We are planning our first ever trip with amtrack this fall, and I have a few questions. We will be boarding the SW Chief in Hutchinson at 2am. Our group includes 5 adults, a child and an infant. We are riding coach. Should I assume by this point in the journey, it will be very difficult and unlikely that we will be able to find seats together? Any work arounds for that ? Also, tips for minimizing disruption to sleeping coach passengers as we are boarding and trying to figure out where to put things and settle the kids?

Finally, I doubt anyone can help me with this, but I hope someone can. There are some great promo codes available during this time, but due to work schedule, we have to travel back home on October the 12th. Every deal I have found does not apply on this day. I want to book the return trip asap but I keep hoping I will find a promo or deal for the return.... I do not unerstand why promos don't apply on this day... How random !! If anyone knows a work around or a good way to score a deal for return tickets on the Chief (CHI to HUT) I would really appreciate it!

Any other tips or a newbie/first time traveler would be welcomed  Thanks!


----------



## SarahZ (Jun 5, 2015)

Monday, October 12 is Columbus Day.  Many teachers/schools have that day off, so it's a blackout date, just like you see around holidays like July 4, Thanksgiving, Christmas, etc.

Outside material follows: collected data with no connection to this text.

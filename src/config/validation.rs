use crate::config::types::{
    Config, CrawlerConfig, RateLimiterConfig, RetryConfig, UserAgentConfig,
};
use crate::ConfigError;
use url::Url;

/// Validates the entire configuration
pub fn validate(config: &Config) -> Result<(), ConfigError> {
    validate_seeds(&config.seeds)?;
    validate_crawler_config(&config.crawler)?;
    validate_retry_config(&config.retry)?;
    validate_rate_limiter_config(&config.rate_limiter)?;
    validate_user_agent_config(&config.user_agent)?;
    Ok(())
}

fn validate_seeds(seeds: &[String]) -> Result<(), ConfigError> {
    if seeds.is_empty() {
        return Err(ConfigError::Validation(
            "at least one seed URL is required".to_string(),
        ));
    }

    for seed in seeds {
        let url = Url::parse(seed)
            .map_err(|e| ConfigError::InvalidUrl(format!("Invalid seed URL '{}': {}", seed, e)))?;

        if url.scheme() != "http" && url.scheme() != "https" {
            return Err(ConfigError::Validation(format!(
                "Seed URL '{}' must use HTTP or HTTPS",
                seed
            )));
        }
    }

    Ok(())
}

/// Validates crawler configuration
fn validate_crawler_config(config: &CrawlerConfig) -> Result<(), ConfigError> {
    if config.max_pages < 1 {
        return Err(ConfigError::Validation(
            "max_pages must be >= 1".to_string(),
        ));
    }

    if config.concurrency_limit < 1 {
        return Err(ConfigError::Validation(format!(
            "concurrency_limit must be >= 1, got {}",
            config.concurrency_limit
        )));
    }

    non_negative("delay_between_batches", config.delay_between_batches)
}

fn validate_retry_config(config: &RetryConfig) -> Result<(), ConfigError> {
    if !config.retry_delay_base.is_finite() || config.retry_delay_base <= 1.0 {
        return Err(ConfigError::Validation(format!(
            "retry_delay_base must be > 1.0, got {}",
            config.retry_delay_base
        )));
    }

    positive("initial_timeout", config.initial_timeout)?;
    non_negative("timeout_increment", config.timeout_increment)?;
    non_negative("identity_retry_delay", config.identity_retry_delay)?;
    non_negative("timeout_retry_delay", config.timeout_retry_delay)
}

fn validate_rate_limiter_config(config: &RateLimiterConfig) -> Result<(), ConfigError> {
    match config {
        RateLimiterConfig::None => Ok(()),
        RateLimiterConfig::TokenBucket { capacity, window } => {
            if *capacity == 0 {
                return Err(ConfigError::Validation(
                    "token bucket capacity must be >= 1".to_string(),
                ));
            }
            positive("window", *window)
        }
        RateLimiterConfig::SlidingWindow {
            max_requests,
            window,
        } => {
            if *max_requests == 0 {
                return Err(ConfigError::Validation(
                    "sliding window max_requests must be >= 1".to_string(),
                ));
            }
            positive("window", *window)
        }
        RateLimiterConfig::LeakyBucket { rate } => positive("rate", *rate),
    }
}

/// Validates user agent configuration
fn validate_user_agent_config(config: &UserAgentConfig) -> Result<(), ConfigError> {
    if config.agents.is_empty() {
        return Err(ConfigError::Validation(
            "user-agent pool cannot be empty".to_string(),
        ));
    }

    if config.agents.iter().any(|agent| agent.trim().is_empty()) {
        return Err(ConfigError::Validation(
            "user-agent strings cannot be empty".to_string(),
        ));
    }

    Ok(())
}

fn positive(name: &str, value: f64) -> Result<(), ConfigError> {
    if value.is_finite() && value > 0.0 {
        Ok(())
    } else {
        Err(ConfigError::Validation(format!(
            "{} must be > 0, got {}",
            name, value
        )))
    }
}

fn non_negative(name: &str, value: f64) -> Result<(), ConfigError> {
    if value.is_finite() && value >= 0.0 {
        Ok(())
    } else {
        Err(ConfigError::Validation(format!(
            "{} must be >= 0, got {}",
            name, value
        )))
    }
}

When you book your ticket, you may want to ask if they can mark you as a "group" or "family". I can't remember how, exactly, this is done, but others will chime in. I believe it shows up that way on the conductor's manifest so they and/or the car attendant can ensure they reserve a group of seats together.

The seats in coach are 2x2, so you will not all be in one row.

As far as boarding quietly, the lights will be turned down low, but you will still be able to see the seat numbers above the seats. Put your stuff in the luggage racks above the seats and recline the seat for the older child ASAP. When we were little, we were already in pajamas so our parents could simply lay us down with minimal fuss.  The infant can stay in his/her car seat (or travel bed), as there is room on the floor between seats for the car seat to sit safely. The train does lurch at times, but likely not enough that it would cause his/her car seat to tip. (You could always put stuff around it.)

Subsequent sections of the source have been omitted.